*Try it*.
Collect all lines containing the word "CrimeTypeStats" from the data.

*Given data*.
***
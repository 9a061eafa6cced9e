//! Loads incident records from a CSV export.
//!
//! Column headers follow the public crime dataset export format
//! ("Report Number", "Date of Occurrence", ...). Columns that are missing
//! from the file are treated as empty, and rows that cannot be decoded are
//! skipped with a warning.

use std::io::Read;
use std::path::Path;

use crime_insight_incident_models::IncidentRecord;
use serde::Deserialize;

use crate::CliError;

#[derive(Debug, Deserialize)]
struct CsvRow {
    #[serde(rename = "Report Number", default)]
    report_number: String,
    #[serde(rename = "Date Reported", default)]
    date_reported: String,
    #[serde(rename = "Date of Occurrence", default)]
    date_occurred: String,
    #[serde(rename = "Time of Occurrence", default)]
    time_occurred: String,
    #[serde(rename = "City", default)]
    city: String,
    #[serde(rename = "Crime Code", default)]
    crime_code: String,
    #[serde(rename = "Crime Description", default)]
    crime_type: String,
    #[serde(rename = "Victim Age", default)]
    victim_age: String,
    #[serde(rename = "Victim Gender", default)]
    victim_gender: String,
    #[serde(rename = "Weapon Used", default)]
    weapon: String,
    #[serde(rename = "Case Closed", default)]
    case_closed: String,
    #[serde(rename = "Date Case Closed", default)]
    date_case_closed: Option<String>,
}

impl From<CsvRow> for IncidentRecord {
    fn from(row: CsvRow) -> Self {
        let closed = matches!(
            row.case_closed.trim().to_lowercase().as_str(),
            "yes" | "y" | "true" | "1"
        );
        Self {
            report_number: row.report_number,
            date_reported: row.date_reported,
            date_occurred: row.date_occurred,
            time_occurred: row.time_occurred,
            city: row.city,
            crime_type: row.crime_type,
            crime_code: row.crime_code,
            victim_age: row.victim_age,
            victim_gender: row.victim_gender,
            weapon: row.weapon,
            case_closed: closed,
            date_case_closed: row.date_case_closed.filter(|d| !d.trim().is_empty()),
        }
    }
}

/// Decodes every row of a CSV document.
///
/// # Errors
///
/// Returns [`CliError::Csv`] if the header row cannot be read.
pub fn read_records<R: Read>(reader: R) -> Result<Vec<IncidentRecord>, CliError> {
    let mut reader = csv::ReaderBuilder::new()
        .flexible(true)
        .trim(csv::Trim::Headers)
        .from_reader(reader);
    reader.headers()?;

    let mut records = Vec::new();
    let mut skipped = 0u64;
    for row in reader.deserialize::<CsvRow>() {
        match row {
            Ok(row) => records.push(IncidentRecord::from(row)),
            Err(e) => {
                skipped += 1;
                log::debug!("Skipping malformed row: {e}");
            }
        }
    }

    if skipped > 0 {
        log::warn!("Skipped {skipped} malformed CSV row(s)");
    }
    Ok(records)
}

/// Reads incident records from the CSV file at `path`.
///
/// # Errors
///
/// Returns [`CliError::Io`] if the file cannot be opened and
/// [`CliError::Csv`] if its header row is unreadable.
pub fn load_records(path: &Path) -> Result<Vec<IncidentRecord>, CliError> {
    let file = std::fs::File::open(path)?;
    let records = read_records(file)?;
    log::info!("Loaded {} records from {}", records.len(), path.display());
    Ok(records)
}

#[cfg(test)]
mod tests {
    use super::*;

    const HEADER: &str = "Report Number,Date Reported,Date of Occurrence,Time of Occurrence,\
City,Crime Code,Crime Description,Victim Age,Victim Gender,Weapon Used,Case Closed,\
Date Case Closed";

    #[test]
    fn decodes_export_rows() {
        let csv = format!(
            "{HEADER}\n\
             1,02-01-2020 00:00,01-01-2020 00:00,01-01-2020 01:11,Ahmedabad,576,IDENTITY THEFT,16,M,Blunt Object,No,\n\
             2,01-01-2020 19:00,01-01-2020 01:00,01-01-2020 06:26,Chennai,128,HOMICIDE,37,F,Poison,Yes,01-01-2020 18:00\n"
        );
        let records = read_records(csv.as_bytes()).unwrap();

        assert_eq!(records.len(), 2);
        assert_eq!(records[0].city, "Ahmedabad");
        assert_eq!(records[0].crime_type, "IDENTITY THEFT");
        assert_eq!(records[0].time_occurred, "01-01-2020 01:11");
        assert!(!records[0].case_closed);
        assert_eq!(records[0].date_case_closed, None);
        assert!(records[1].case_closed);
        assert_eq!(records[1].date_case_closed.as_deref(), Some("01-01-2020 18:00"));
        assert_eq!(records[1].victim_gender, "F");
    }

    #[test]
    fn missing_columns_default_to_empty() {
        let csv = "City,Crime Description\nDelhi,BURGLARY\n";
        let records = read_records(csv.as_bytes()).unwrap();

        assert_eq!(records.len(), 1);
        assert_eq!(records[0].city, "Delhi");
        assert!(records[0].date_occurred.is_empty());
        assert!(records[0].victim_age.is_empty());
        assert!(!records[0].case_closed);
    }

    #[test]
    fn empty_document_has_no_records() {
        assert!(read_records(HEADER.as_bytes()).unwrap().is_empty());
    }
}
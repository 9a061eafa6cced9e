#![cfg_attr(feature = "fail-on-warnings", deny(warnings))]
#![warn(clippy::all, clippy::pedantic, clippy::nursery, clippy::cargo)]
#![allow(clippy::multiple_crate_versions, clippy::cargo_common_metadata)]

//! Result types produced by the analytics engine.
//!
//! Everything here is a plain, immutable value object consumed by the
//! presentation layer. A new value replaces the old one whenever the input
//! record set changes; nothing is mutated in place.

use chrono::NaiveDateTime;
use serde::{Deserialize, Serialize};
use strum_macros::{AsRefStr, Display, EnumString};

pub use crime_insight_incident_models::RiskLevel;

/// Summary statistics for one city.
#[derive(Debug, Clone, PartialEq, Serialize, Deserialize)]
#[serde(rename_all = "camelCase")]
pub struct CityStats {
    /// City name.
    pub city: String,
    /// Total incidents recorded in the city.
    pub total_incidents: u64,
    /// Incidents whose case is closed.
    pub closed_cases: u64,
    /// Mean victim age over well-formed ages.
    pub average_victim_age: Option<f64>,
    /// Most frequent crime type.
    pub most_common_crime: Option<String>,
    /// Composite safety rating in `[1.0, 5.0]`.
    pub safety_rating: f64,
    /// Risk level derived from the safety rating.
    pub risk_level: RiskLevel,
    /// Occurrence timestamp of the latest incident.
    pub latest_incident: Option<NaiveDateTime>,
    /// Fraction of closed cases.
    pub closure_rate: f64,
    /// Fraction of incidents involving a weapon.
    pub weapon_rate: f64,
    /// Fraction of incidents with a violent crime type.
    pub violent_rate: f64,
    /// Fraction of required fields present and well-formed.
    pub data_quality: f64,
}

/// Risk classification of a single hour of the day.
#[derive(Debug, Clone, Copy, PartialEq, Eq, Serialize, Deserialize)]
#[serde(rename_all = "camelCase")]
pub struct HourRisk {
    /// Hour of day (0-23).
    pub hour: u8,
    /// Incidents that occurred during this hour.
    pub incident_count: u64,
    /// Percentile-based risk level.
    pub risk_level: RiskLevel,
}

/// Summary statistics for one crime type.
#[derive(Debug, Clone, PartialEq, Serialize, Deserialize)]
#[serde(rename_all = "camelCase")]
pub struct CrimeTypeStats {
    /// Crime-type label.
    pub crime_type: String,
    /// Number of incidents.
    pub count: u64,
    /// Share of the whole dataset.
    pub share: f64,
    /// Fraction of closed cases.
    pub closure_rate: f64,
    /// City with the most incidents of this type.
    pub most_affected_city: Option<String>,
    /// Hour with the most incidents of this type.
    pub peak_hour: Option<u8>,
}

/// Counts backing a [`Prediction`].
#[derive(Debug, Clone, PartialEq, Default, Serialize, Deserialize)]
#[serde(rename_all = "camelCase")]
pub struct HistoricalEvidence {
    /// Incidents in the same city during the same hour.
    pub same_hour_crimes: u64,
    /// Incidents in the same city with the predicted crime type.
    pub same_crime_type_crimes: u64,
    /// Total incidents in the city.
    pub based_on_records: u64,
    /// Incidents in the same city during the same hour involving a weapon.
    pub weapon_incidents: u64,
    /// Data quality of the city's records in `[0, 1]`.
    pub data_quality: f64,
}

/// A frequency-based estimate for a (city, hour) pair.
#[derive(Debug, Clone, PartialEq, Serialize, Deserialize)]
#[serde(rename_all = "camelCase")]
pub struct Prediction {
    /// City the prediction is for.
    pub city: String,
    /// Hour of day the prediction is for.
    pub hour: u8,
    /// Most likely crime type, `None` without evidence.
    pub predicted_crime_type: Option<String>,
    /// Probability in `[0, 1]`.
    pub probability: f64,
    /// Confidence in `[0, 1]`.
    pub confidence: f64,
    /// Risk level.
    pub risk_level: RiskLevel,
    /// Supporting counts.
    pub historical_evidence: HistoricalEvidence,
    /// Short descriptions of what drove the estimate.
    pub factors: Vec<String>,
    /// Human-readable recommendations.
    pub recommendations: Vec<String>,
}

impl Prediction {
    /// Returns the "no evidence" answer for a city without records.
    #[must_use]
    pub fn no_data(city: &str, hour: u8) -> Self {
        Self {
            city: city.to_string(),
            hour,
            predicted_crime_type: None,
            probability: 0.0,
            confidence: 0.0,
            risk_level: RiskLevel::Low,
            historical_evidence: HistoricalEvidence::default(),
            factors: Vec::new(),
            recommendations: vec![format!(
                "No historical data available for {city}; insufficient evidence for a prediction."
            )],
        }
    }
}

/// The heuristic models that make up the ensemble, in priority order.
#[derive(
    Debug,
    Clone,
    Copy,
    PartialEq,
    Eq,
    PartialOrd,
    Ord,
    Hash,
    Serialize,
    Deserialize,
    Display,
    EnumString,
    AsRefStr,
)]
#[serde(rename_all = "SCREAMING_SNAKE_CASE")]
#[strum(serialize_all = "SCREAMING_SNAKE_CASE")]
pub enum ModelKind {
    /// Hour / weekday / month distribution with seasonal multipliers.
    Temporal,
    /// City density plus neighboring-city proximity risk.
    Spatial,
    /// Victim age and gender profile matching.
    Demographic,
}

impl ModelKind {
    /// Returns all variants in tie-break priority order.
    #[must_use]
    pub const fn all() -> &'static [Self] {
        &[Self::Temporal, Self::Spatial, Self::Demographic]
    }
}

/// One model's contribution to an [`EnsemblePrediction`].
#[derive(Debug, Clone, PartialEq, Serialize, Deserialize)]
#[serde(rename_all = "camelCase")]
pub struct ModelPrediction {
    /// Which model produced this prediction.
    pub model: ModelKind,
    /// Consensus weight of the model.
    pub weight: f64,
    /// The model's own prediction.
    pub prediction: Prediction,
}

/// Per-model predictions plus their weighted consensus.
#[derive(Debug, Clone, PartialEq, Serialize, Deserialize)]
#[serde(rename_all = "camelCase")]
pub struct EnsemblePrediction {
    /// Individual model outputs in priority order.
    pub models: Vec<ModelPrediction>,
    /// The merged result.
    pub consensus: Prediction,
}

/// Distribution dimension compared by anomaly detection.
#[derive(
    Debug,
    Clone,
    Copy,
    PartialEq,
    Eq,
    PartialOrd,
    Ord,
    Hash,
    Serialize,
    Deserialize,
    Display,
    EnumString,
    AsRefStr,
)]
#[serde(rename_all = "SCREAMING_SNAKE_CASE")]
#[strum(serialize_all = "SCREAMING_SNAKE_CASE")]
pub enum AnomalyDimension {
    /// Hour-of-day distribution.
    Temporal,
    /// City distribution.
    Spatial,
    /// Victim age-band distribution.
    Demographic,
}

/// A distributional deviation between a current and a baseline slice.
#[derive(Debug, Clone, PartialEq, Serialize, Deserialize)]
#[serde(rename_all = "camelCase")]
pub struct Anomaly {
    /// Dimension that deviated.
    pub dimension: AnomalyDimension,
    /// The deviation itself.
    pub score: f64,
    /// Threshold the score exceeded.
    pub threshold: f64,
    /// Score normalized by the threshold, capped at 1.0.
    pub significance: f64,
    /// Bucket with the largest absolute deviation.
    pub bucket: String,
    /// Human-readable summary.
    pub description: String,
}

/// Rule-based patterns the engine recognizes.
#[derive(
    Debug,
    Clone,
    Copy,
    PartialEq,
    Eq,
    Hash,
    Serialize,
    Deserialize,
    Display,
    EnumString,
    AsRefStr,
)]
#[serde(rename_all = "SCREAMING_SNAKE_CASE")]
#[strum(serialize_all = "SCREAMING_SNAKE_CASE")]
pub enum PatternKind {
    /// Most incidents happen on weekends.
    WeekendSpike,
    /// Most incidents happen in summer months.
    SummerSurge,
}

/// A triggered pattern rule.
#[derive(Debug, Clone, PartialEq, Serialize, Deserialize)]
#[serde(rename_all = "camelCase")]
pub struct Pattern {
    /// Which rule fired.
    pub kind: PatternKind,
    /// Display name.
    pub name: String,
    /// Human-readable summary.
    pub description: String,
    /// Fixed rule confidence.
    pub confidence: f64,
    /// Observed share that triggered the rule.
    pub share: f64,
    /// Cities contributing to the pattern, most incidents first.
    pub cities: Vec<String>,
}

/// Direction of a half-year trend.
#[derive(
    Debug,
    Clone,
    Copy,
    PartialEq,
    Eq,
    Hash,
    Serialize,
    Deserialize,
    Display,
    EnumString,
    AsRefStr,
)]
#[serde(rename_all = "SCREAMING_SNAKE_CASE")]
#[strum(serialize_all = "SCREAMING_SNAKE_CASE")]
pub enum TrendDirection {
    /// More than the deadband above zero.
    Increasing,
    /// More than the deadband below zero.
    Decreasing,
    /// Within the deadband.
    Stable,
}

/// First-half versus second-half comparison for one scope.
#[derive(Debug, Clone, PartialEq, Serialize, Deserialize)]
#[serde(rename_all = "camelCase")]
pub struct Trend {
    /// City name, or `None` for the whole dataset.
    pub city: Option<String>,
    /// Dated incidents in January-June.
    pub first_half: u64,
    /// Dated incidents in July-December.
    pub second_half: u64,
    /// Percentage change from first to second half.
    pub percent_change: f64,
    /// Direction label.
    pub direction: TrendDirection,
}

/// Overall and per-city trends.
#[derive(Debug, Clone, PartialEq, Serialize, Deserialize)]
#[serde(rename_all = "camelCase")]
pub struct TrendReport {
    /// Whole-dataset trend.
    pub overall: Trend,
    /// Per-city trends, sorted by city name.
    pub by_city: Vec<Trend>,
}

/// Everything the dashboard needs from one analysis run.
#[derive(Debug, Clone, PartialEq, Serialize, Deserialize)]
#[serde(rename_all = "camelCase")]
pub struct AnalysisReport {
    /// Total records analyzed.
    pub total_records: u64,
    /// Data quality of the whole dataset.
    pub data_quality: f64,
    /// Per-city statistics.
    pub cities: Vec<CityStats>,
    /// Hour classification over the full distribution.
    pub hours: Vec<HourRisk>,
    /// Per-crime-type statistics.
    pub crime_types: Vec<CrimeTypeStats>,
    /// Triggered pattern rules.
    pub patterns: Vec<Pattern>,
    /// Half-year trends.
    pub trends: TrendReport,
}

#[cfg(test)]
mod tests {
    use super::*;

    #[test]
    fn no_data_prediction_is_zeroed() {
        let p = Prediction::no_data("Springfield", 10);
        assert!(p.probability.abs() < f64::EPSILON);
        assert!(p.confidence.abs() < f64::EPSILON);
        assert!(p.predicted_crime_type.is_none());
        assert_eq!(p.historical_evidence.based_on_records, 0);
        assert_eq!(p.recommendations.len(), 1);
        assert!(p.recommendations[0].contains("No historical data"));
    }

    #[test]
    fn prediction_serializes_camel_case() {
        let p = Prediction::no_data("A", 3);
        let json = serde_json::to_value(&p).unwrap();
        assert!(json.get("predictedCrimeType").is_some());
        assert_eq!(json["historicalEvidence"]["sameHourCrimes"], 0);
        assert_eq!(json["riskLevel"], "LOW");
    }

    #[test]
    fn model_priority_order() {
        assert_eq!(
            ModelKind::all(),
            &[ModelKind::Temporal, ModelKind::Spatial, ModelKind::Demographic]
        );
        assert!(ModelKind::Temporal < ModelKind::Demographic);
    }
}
***
*Expected output*.
pub struct CrimeTypeStats {
    pub crime_types: Vec<CrimeTypeStats>,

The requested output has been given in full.